Her "exceptional talent for shaping the choral sound earned her the appointment in 2018 as the artistic director and the Choeur de Radio France in one of the biggest breakthroughs for Slovenian musicians abroad," runs the praise that Batič will hear at the award ceremony tonight.
Her repertoire includes choral and oratorial music of most styles and historic periods, spanning from the Renaissance to the latest trends, and comprising most demanding compositions.
The prize jurors will also credit her for making it possible that Slovenian compositions are featured in concerts by foreign ensembles, and that new music by Slovenian composers is commissioned from abroad. "Her affinity for domestic composers is worthy of attention and praise."

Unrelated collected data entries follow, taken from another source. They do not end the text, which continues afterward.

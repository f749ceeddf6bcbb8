//! In-memory voting record store
//!
//! Records live in `DashMap`s keyed by id. Ids come from one monotonic
//! counter, so sorting by id gives creation order. Uniqueness rules (ballot
//! labels, option labels per ballot, one vote per session and option) are
//! enforced through index maps whose entry guard is held while the record
//! is written.

use async_trait::async_trait;
use concord_application::VotingRepository;
use concord_domain::{
    Ballot, BallotId, BallotOption, DomainError, OptionId, Room, RoomId, SessionId, UserVote,
    VoteChange, VoteId, VotingSession,
};
use dashmap::DashMap;
use dashmap::mapref::entry::Entry;
use std::sync::atomic::{AtomicU64, Ordering};
use tracing::debug;

/// In-memory [`VotingRepository`]
pub struct InMemoryVotingStore {
    next_id: AtomicU64,
    ballots: DashMap<BallotId, Ballot>,
    ballot_labels: DashMap<String, BallotId>,
    options: DashMap<OptionId, BallotOption>,
    option_labels: DashMap<(BallotId, String), OptionId>,
    rooms: DashMap<RoomId, Room>,
    sessions: DashMap<SessionId, VotingSession>,
    votes: DashMap<VoteId, UserVote>,
    vote_index: DashMap<(SessionId, OptionId), VoteId>,
}

impl InMemoryVotingStore {
    pub fn new() -> Self {
        Self {
            next_id: AtomicU64::new(1),
            ballots: DashMap::new(),
            ballot_labels: DashMap::new(),
            options: DashMap::new(),
            option_labels: DashMap::new(),
            rooms: DashMap::new(),
            sessions: DashMap::new(),
            votes: DashMap::new(),
            vote_index: DashMap::new(),
        }
    }

    fn next_id(&self) -> u64 {
        self.next_id.fetch_add(1, Ordering::Relaxed)
    }

    fn sorted_votes(&self, keep: impl Fn(&UserVote) -> bool) -> Vec<UserVote> {
        let mut votes: Vec<UserVote> = self
            .votes
            .iter()
            .filter(|v| keep(v.value()))
            .map(|v| *v.value())
            .collect();
        votes.sort_by_key(|v| v.id);
        votes
    }
}

impl Default for InMemoryVotingStore {
    fn default() -> Self {
        Self::new()
    }
}

#[async_trait]
impl VotingRepository for InMemoryVotingStore {
    async fn create_ballot(&self, label: &str) -> Result<Ballot, DomainError> {
        match self.ballot_labels.entry(label.to_string()) {
            Entry::Occupied(_) => Err(DomainError::constraint(format!(
                "ballot with label '{}' already exists",
                label
            ))),
            Entry::Vacant(slot) => {
                let ballot = Ballot {
                    id: BallotId::new(self.next_id()),
                    label: label.to_string(),
                };
                self.ballots.insert(ballot.id, ballot.clone());
                slot.insert(ballot.id);
                Ok(ballot)
            }
        }
    }

    async fn get_ballot(&self, id: BallotId) -> Result<Ballot, DomainError> {
        self.ballots
            .get(&id)
            .map(|b| b.clone())
            .ok_or_else(|| DomainError::not_found("ballot", id))
    }

    async fn find_ballot(&self, label: &str) -> Result<Option<Ballot>, DomainError> {
        Ok(self
            .ballot_labels
            .get(label)
            .and_then(|id| self.ballots.get(id.value()).map(|b| b.clone())))
    }

    async fn list_ballots(&self) -> Result<Vec<Ballot>, DomainError> {
        let mut ballots: Vec<Ballot> = self.ballots.iter().map(|b| b.value().clone()).collect();
        ballots.sort_by_key(|b| b.id);
        Ok(ballots)
    }

    async fn create_option(
        &self,
        ballot: BallotId,
        label: &str,
    ) -> Result<BallotOption, DomainError> {
        if !self.ballots.contains_key(&ballot) {
            return Err(DomainError::not_found("ballot", ballot));
        }

        match self.option_labels.entry((ballot, label.to_string())) {
            Entry::Occupied(_) => Err(DomainError::constraint(format!(
                "option '{}' already exists in ballot {}",
                label, ballot
            ))),
            Entry::Vacant(slot) => {
                let option = BallotOption {
                    id: OptionId::new(self.next_id()),
                    ballot,
                    label: label.to_string(),
                };
                self.options.insert(option.id, option.clone());
                slot.insert(option.id);
                Ok(option)
            }
        }
    }

    async fn get_option(&self, id: OptionId) -> Result<BallotOption, DomainError> {
        self.options
            .get(&id)
            .map(|o| o.clone())
            .ok_or_else(|| DomainError::not_found("option", id))
    }

    async fn options_in_ballot(&self, ballot: BallotId) -> Result<Vec<BallotOption>, DomainError> {
        let mut options: Vec<BallotOption> = self
            .options
            .iter()
            .filter(|o| o.ballot == ballot)
            .map(|o| o.value().clone())
            .collect();
        options.sort_by_key(|o| o.id);
        Ok(options)
    }

    async fn delete_option(&self, id: OptionId) -> Result<BallotOption, DomainError> {
        let (_, option) = self
            .options
            .remove(&id)
            .ok_or_else(|| DomainError::not_found("option", id))?;
        self.option_labels
            .remove(&(option.ballot, option.label.clone()));

        let votes: Vec<UserVote> = self.sorted_votes(|v| v.option == id);
        for vote in &votes {
            self.vote_index.remove(&(vote.session, vote.option));
            self.votes.remove(&vote.id);
        }
        debug!("Option {} removed with {} votes", id, votes.len());

        Ok(option)
    }

    async fn create_room(&self, ballot: BallotId) -> Result<Room, DomainError> {
        if !self.ballots.contains_key(&ballot) {
            return Err(DomainError::not_found("ballot", ballot));
        }
        let room = Room {
            id: RoomId::new(self.next_id()),
            ballot,
        };
        self.rooms.insert(room.id, room);
        Ok(room)
    }

    async fn get_room(&self, id: RoomId) -> Result<Room, DomainError> {
        self.rooms
            .get(&id)
            .map(|r| *r)
            .ok_or_else(|| DomainError::not_found("room", id))
    }

    async fn create_session(&self, room: RoomId) -> Result<VotingSession, DomainError> {
        if !self.rooms.contains_key(&room) {
            return Err(DomainError::not_found("room", room));
        }
        let session = VotingSession {
            id: SessionId::new(self.next_id()),
            room,
        };
        self.sessions.insert(session.id, session);
        Ok(session)
    }

    async fn get_session(&self, id: SessionId) -> Result<VotingSession, DomainError> {
        self.sessions
            .get(&id)
            .map(|s| *s)
            .ok_or_else(|| DomainError::not_found("session", id))
    }

    async fn sessions_in_room(&self, room: RoomId) -> Result<Vec<VotingSession>, DomainError> {
        let mut sessions: Vec<VotingSession> = self
            .sessions
            .iter()
            .filter(|s| s.room == room)
            .map(|s| *s.value())
            .collect();
        sessions.sort_by_key(|s| s.id);
        Ok(sessions)
    }

    async fn record_vote(
        &self,
        session: SessionId,
        option: OptionId,
        polarity: bool,
    ) -> Result<VoteChange, DomainError> {
        if !self.sessions.contains_key(&session) {
            return Err(DomainError::not_found("session", session));
        }
        if !self.options.contains_key(&option) {
            return Err(DomainError::not_found("option", option));
        }

        // The index entry guard serializes writers on the same (session, option)
        match self.vote_index.entry((session, option)) {
            Entry::Occupied(slot) => {
                let id = *slot.get();
                let mut stored = self
                    .votes
                    .get_mut(&id)
                    .ok_or_else(|| DomainError::not_found("vote", id))?;
                if stored.polarity == polarity {
                    return Ok(VoteChange::Unchanged(*stored));
                }
                stored.polarity = polarity;
                Ok(VoteChange::PolarityChanged {
                    vote: *stored,
                    previous: !polarity,
                })
            }
            Entry::Vacant(slot) => {
                let vote = UserVote {
                    id: VoteId::new(self.next_id()),
                    session,
                    option,
                    polarity,
                };
                self.votes.insert(vote.id, vote);
                slot.insert(vote.id);
                Ok(VoteChange::Created(vote))
            }
        }
    }

    async fn get_vote(&self, id: VoteId) -> Result<UserVote, DomainError> {
        self.votes
            .get(&id)
            .map(|v| *v)
            .ok_or_else(|| DomainError::not_found("vote", id))
    }

    async fn delete_vote(&self, id: VoteId) -> Result<UserVote, DomainError> {
        let (_, vote) = self
            .votes
            .remove(&id)
            .ok_or_else(|| DomainError::not_found("vote", id))?;
        self.vote_index.remove(&(vote.session, vote.option));
        Ok(vote)
    }

    async fn votes_by_session(&self, session: SessionId) -> Result<Vec<UserVote>, DomainError> {
        Ok(self.sorted_votes(|v| v.session == session))
    }

    async fn votes_in_room(&self, room: RoomId) -> Result<Vec<UserVote>, DomainError> {
        Ok(self.sorted_votes(|v| {
            self.sessions
                .get(&v.session)
                .is_some_and(|s| s.room == room)
        }))
    }
}

#[cfg(test)]
mod tests {
    use super::*;

    async fn room_with_option(store: &InMemoryVotingStore) -> (SessionId, OptionId) {
        let ballot = store.create_ballot("Lunch").await.unwrap();
        let option = store.create_option(ballot.id, "Pizza").await.unwrap();
        let room = store.create_room(ballot.id).await.unwrap();
        let session = store.create_session(room.id).await.unwrap();
        (session.id, option.id)
    }

    #[tokio::test]
    async fn test_ballot_labels_unique() {
        let store = InMemoryVotingStore::new();
        store.create_ballot("Lunch").await.unwrap();
        let err = store.create_ballot("Lunch").await.unwrap_err();
        assert!(err.is_constraint_violation());
        assert_eq!(store.list_ballots().await.unwrap().len(), 1);
    }

    #[tokio::test]
    async fn test_option_labels_unique_per_ballot() {
        let store = InMemoryVotingStore::new();
        let lunch = store.create_ballot("Lunch").await.unwrap();
        let dinner = store.create_ballot("Dinner").await.unwrap();

        store.create_option(lunch.id, "Pizza").await.unwrap();
        store.create_option(dinner.id, "Pizza").await.unwrap();
        let err = store.create_option(lunch.id, "Pizza").await.unwrap_err();
        assert!(err.is_constraint_violation());
    }

    #[tokio::test]
    async fn test_find_ballot_by_label() {
        let store = InMemoryVotingStore::new();
        let ballot = store.create_ballot("Lunch").await.unwrap();
        assert_eq!(store.find_ballot("Lunch").await.unwrap(), Some(ballot));
        assert_eq!(store.find_ballot("Brunch").await.unwrap(), None);
    }

    #[tokio::test]
    async fn test_options_listed_in_creation_order() {
        let store = InMemoryVotingStore::new();
        let ballot = store.create_ballot("Lunch").await.unwrap();
        for label in ["Pizza", "Sushi", "Tacos", "Curry"] {
            store.create_option(ballot.id, label).await.unwrap();
        }
        let labels: Vec<String> = store
            .options_in_ballot(ballot.id)
            .await
            .unwrap()
            .into_iter()
            .map(|o| o.label)
            .collect();
        assert_eq!(labels, vec!["Pizza", "Sushi", "Tacos", "Curry"]);
    }

    #[tokio::test]
    async fn test_vote_upsert() {
        let store = InMemoryVotingStore::new();
        let (session, option) = room_with_option(&store).await;

        let created = store.record_vote(session, option, true).await.unwrap();
        assert!(matches!(created, VoteChange::Created(_)));

        let same = store.record_vote(session, option, true).await.unwrap();
        assert_eq!(same, VoteChange::Unchanged(*created.vote()));

        let flipped = store.record_vote(session, option, false).await.unwrap();
        assert!(matches!(
            flipped,
            VoteChange::PolarityChanged { previous: true, .. }
        ));
        assert_eq!(flipped.vote().id, created.vote().id);
        assert_eq!(store.votes_by_session(session).await.unwrap().len(), 1);
    }

    #[tokio::test]
    async fn test_concurrent_inserts_collapse_to_one_vote() {
        let store = std::sync::Arc::new(InMemoryVotingStore::new());
        let (session, option) = room_with_option(&store).await;

        let writes = (0..8).map(|_| {
            let store = store.clone();
            tokio::spawn(async move { store.record_vote(session, option, true).await })
        });
        let created = futures::future::join_all(writes)
            .await
            .into_iter()
            .map(|r| r.unwrap().unwrap())
            .filter(|c| matches!(c, VoteChange::Created(_)))
            .count();

        assert_eq!(created, 1);
        assert_eq!(store.votes_by_session(session).await.unwrap().len(), 1);
    }

    #[tokio::test]
    async fn test_delete_vote_allows_fresh_vote() {
        let store = InMemoryVotingStore::new();
        let (session, option) = room_with_option(&store).await;

        let vote = *store
            .record_vote(session, option, true)
            .await
            .unwrap()
            .vote();
        store.delete_vote(vote.id).await.unwrap();

        let again = store.record_vote(session, option, true).await.unwrap();
        assert!(matches!(again, VoteChange::Created(_)));
        assert_ne!(again.vote().id, vote.id);
    }

    #[tokio::test]
    async fn test_delete_option_cascades_votes() {
        let store = InMemoryVotingStore::new();
        let (session, option) = room_with_option(&store).await;
        store.record_vote(session, option, true).await.unwrap();

        store.delete_option(option).await.unwrap();

        assert!(store.votes_by_session(session).await.unwrap().is_empty());
        assert!(store.get_option(option).await.unwrap_err().is_not_found());
    }

    #[tokio::test]
    async fn test_votes_in_room_scoped() {
        let store = InMemoryVotingStore::new();
        let ballot = store.create_ballot("Lunch").await.unwrap();
        let option = store.create_option(ballot.id, "Pizza").await.unwrap();
        let room_a = store.create_room(ballot.id).await.unwrap();
        let room_b = store.create_room(ballot.id).await.unwrap();
        let a = store.create_session(room_a.id).await.unwrap();
        let b = store.create_session(room_b.id).await.unwrap();

        store.record_vote(a.id, option.id, true).await.unwrap();
        store.record_vote(b.id, option.id, false).await.unwrap();

        let votes = store.votes_in_room(room_a.id).await.unwrap();
        assert_eq!(votes.len(), 1);
        assert_eq!(votes[0].session, a.id);
    }

    #[tokio::test]
    async fn test_unknown_references_not_found() {
        let store = InMemoryVotingStore::new();
        assert!(
            store
                .create_room(BallotId::new(5))
                .await
                .unwrap_err()
                .is_not_found()
        );
        assert!(
            store
                .create_session(RoomId::new(5))
                .await
                .unwrap_err()
                .is_not_found()
        );
    }
}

A highly emotional moment for her was her inaugural concert with the Radio France Choir in November 2018 when she picked a Slovenian folk song, Pa Se Sliš, for the encore. "The French radio choir sung the song by heart with the students of the Veno Pilon secondary School in Ajdovščina", her home town.
Before her Paris engagement, Batič, 40, served for almost a decade as the artistic director of the Slovenian Philharmonic choir. She told the STA in an interview that a conductor needs to possess comprehensive expertise in various fields, including history, psychology and didactics, to be able to get the composer's message through to the audience.
Tomaž Svete, a 63-year-old composer, the author of ten operas, who is often praised for his uncompromising creativity is being honoured for his Concerto for Two Violins and Strings and his operas Ada and Antigone.
In the Concerto Svete "demonstrates his mastery of counterpoint, in rendering neoclassicist and neobaroque associations into subtle personal, expressionist reflections".
The piece was commissioned by the Kyiv Camerata, as an initiative in response to developments in Ukraine. The tragedy of the developments in Ukraine has moved him, without him trying to take sides.
"I won't say I'm politically engaged, but because like every other artist I am deeply religious, generally and in the humanist sense, I'm never indifferent to contemporary developments," Svete has told the STA in an interview.
In the chamber opera Ada, Svete returns to his reflection on the economics of means of sound, while Antigone is a continuation of a series of reflexive opera creations based on antique motifs.
The idea of Ada is that art, when honest, is immortal. It was written for the play by Ivo Svetina which deals with the life of Ada Škerl (1924-2009), the unrecognised poet, a pioneer of Slovenian intimist lyric poetry.
Antigone, written for Dominik Smole's interpretation of Sophocles' play, explores the heroine's being torn between whether to obey social norms or higher moral principles, a rift that Svete says extends to the Slovenian nation, which has still not buried its dead.
Jure Jakob, a 42-year-old poet has won the prize for his fifth collection of poetry Lakota (Hunger). He takes his motifs mostly from nature and from rural or suburban life.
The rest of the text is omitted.